---- DATASET CONTENT
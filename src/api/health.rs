use actix_web::{HttpResponse, Responder, get, web};

use super::models::{AppState, HealthResponse};

/// Liveness plus the age of whatever snapshot is currently published.
#[get("/health/")]
pub async fn health_check(state: web::Data<AppState>) -> impl Responder {
    let cached = state.service.cached();
    HttpResponse::Ok().json(HealthResponse {
        status: "ok",
        snapshot_as_of_ms: cached.as_ref().map(|r| r.as_of_ms()),
        snapshot_block: cached.as_ref().map(|r| r.snapshot.block),
    })
}
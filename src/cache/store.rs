use chrono::{DateTime, Utc};
use std::fs;
use std::io::{self, Write};
use std::path::{Path, PathBuf};
use std::sync::{Mutex, PoisonError, RwLock};
use tempfile::NamedTempFile;
use thiserror::Error;

#[derive(Debug, Error)]
pub enum StoreError {
    #[error("snapshot store I/O failed: {0}")]
    Io(#[from] io::Error),
    #[error("snapshot record could not be (de)serialized: {0}")]
    Serde(#[from] serde_json::Error),
    #[error("atomic swap requested with nothing staged")]
    NothingStaged,
}

/// Persistent home of the single published record.
///
/// Writers stage the complete bytes somewhere readers cannot see, then
/// publish them in one atomic step. `atomic_swap` reports the commit time
/// as seen by the medium, in epoch milliseconds.
pub trait SnapshotStore: Send + Sync {
    fn read(&self) -> Result<Option<Vec<u8>>, StoreError>;

    fn stage(&self, bytes: &[u8]) -> Result<(), StoreError>;

    fn atomic_swap(&self) -> Result<i64, StoreError>;

    fn write(&self, bytes: &[u8]) -> Result<i64, StoreError> {
        self.stage(bytes)?;
        self.atomic_swap()
    }
}

/// JSON file on disk, replaced via write-to-temp + rename.
///
/// Every `stage` gets its own uniquely named file next to the target, so
/// writers sharing a path never scribble over each other's staged bytes.
pub struct FileStore {
    path: PathBuf,
    staged: Mutex<Option<NamedTempFile>>,
}

impl FileStore {
    pub fn new<P: AsRef<Path>>(path: P) -> Self {
        Self {
            path: path.as_ref().to_path_buf(),
            staged: Mutex::new(None),
        }
    }

    fn dir(&self) -> &Path {
        match self.path.parent() {
            Some(parent) if !parent.as_os_str().is_empty() => parent,
            _ => Path::new("."),
        }
    }
}

impl SnapshotStore for FileStore {
    fn read(&self) -> Result<Option<Vec<u8>>, StoreError> {
        match fs::read(&self.path) {
            Ok(bytes) if bytes.is_empty() => Ok(None),
            Ok(bytes) => Ok(Some(bytes)),
            Err(e) if e.kind() == io::ErrorKind::NotFound => Ok(None),
            Err(e) => Err(e.into()),
        }
    }

    fn stage(&self, bytes: &[u8]) -> Result<(), StoreError> {
        fs::create_dir_all(self.dir())?;

        let mut file = NamedTempFile::new_in(self.dir())?;
        file.write_all(bytes)?;
        file.as_file().sync_all()?;

        // a previously staged, never swapped file is dropped (and removed) here
        *self.staged.lock().unwrap_or_else(PoisonError::into_inner) = Some(file);
        Ok(())
    }

    fn atomic_swap(&self) -> Result<i64, StoreError> {
        let file = self
            .staged
            .lock()
            .unwrap_or_else(PoisonError::into_inner)
            .take()
            .ok_or(StoreError::NothingStaged)?;
        let published = file.persist(&self.path).map_err(|e| e.error)?;

        let modified = published.metadata()?.modified()?;
        Ok(DateTime::<Utc>::from(modified).timestamp_millis())
    }
}

type Clock = Box<dyn Fn() -> i64 + Send + Sync>;

/// Process-local store; used when no cache path is configured and in tests.
pub struct MemoryStore {
    published: RwLock<Option<Vec<u8>>>,
    staged: Mutex<Option<Vec<u8>>>,
    clock: Clock,
}

impl Default for MemoryStore {
    fn default() -> Self {
        Self::with_clock(|| Utc::now().timestamp_millis())
    }
}

impl MemoryStore {
    pub fn new() -> Self {
        Self::default()
    }

    /// Store whose commit times come from `clock` instead of the wall clock.
    pub fn with_clock(clock: impl Fn() -> i64 + Send + Sync + 'static) -> Self {
        Self {
            published: RwLock::new(None),
            staged: Mutex::new(None),
            clock: Box::new(clock),
        }
    }
}

impl SnapshotStore for MemoryStore {
    fn read(&self) -> Result<Option<Vec<u8>>, StoreError> {
        let published = self.published.read().unwrap_or_else(PoisonError::into_inner);
        Ok(published.clone())
    }

    fn stage(&self, bytes: &[u8]) -> Result<(), StoreError> {
        *self.staged.lock().unwrap_or_else(PoisonError::into_inner) = Some(bytes.to_vec());
        Ok(())
    }

    fn atomic_swap(&self) -> Result<i64, StoreError> {
        let bytes = self
            .staged
            .lock()
            .unwrap_or_else(PoisonError::into_inner)
            .take()
            .ok_or(StoreError::NothingStaged)?;

        let committed_at = (self.clock)();
        *self.published.write().unwrap_or_else(PoisonError::into_inner) = Some(bytes);
        Ok(committed_at)
    }
}

#[cfg(test)]
mod tests {
    use super::*;

    fn entries(dir: &Path) -> usize {
        fs::read_dir(dir).unwrap().count()
    }

    #[test]
    fn file_store_roundtrip_leaves_no_staging_files() {
        let dir = tempfile::tempdir().unwrap();
        let store = FileStore::new(dir.path().join("cache").join("state.json"));

        assert_eq!(store.read().unwrap(), None);

        let at = store.write(b"{\"v\":1}").unwrap();
        assert!(at > 0);
        assert_eq!(store.read().unwrap().as_deref(), Some(&b"{\"v\":1}"[..]));
        assert_eq!(entries(&dir.path().join("cache")), 1);
    }

    #[test]
    fn staged_bytes_are_invisible_until_swap() {
        let dir = tempfile::tempdir().unwrap();
        let store = FileStore::new(dir.path().join("state.json"));
        store.write(b"old").unwrap();

        store.stage(b"new").unwrap();
        assert_eq!(store.read().unwrap().as_deref(), Some(&b"old"[..]));

        store.atomic_swap().unwrap();
        assert_eq!(store.read().unwrap().as_deref(), Some(&b"new"[..]));
    }

    #[test]
    fn swap_without_stage_fails_and_keeps_record() {
        let dir = tempfile::tempdir().unwrap();
        let store = FileStore::new(dir.path().join("state.json"));
        store.write(b"kept").unwrap();

        assert!(matches!(store.atomic_swap(), Err(StoreError::NothingStaged)));
        assert_eq!(store.read().unwrap().as_deref(), Some(&b"kept"[..]));
    }

    #[test]
    fn abandoned_stage_leaves_previous_record() {
        let dir = tempfile::tempdir().unwrap();
        let path = dir.path().join("state.json");
        let store = FileStore::new(&path);
        store.write(b"intact").unwrap();

        store.stage(b"never published").unwrap();
        drop(store);

        assert_eq!(fs::read(&path).unwrap(), b"intact");
        assert_eq!(entries(dir.path()), 1);
    }

    #[test]
    fn two_stores_on_one_path_do_not_mix_staged_bytes() {
        let dir = tempfile::tempdir().unwrap();
        let path = dir.path().join("state.json");
        let a = FileStore::new(&path);
        let b = FileStore::new(&path);

        a.stage(b"from a").unwrap();
        b.stage(b"from b, longer").unwrap();
        a.atomic_swap().unwrap();
        assert_eq!(fs::read(&path).unwrap(), b"from a");
        b.atomic_swap().unwrap();
        assert_eq!(fs::read(&path).unwrap(), b"from b, longer");
    }

    #[test]
    fn concurrent_writers_never_publish_a_torn_record() {
        let dir = tempfile::tempdir().unwrap();
        let path = dir.path().join("state.json");
        let payloads: Vec<Vec<u8>> = (0..4u8).map(|i| vec![b'a' + i; 64 * 1024]).collect();

        std::thread::scope(|scope| {
            for payload in &payloads {
                let store = FileStore::new(&path);
                scope.spawn(move || {
                    for _ in 0..20 {
                        store.write(payload).unwrap();
                    }
                });
            }
            let reader = FileStore::new(&path);
            let payloads = &payloads;
            scope.spawn(move || {
                for _ in 0..200 {
                    if let Some(bytes) = reader.read().unwrap() {
                        assert!(payloads.contains(&bytes), "torn record of {} bytes", bytes.len());
                    }
                }
            });
        });

        let last = fs::read(&path).unwrap();
        assert!(payloads.contains(&last));
        assert_eq!(entries(dir.path()), 1);
    }

    #[test]
    fn memory_store_uses_injected_clock() {
        let store = MemoryStore::with_clock(|| 1_234);
        assert_eq!(store.read().unwrap(), None);
        assert_eq!(store.write(b"x").unwrap(), 1_234);
        assert_eq!(store.read().unwrap().as_deref(), Some(&b"x"[..]));
        assert!(matches!(store.atomic_swap(), Err(StoreError::NothingStaged)));
    }
}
--------
Would you restate exactly the lines of the material above, from its opening line through the line with "pub async fn", and output only those?

ANSWER TO THE EXERCISE.
filename src/api/health.rs
use actix_web::{HttpResponse, Responder, get, web};

use super::models::{AppState, HealthResponse};

/// Liveness plus the age of whatever snapshot is currently published.
#[get("/health/")]
pub async fn health_check(state: web::Data<AppState>) -> impl Responder {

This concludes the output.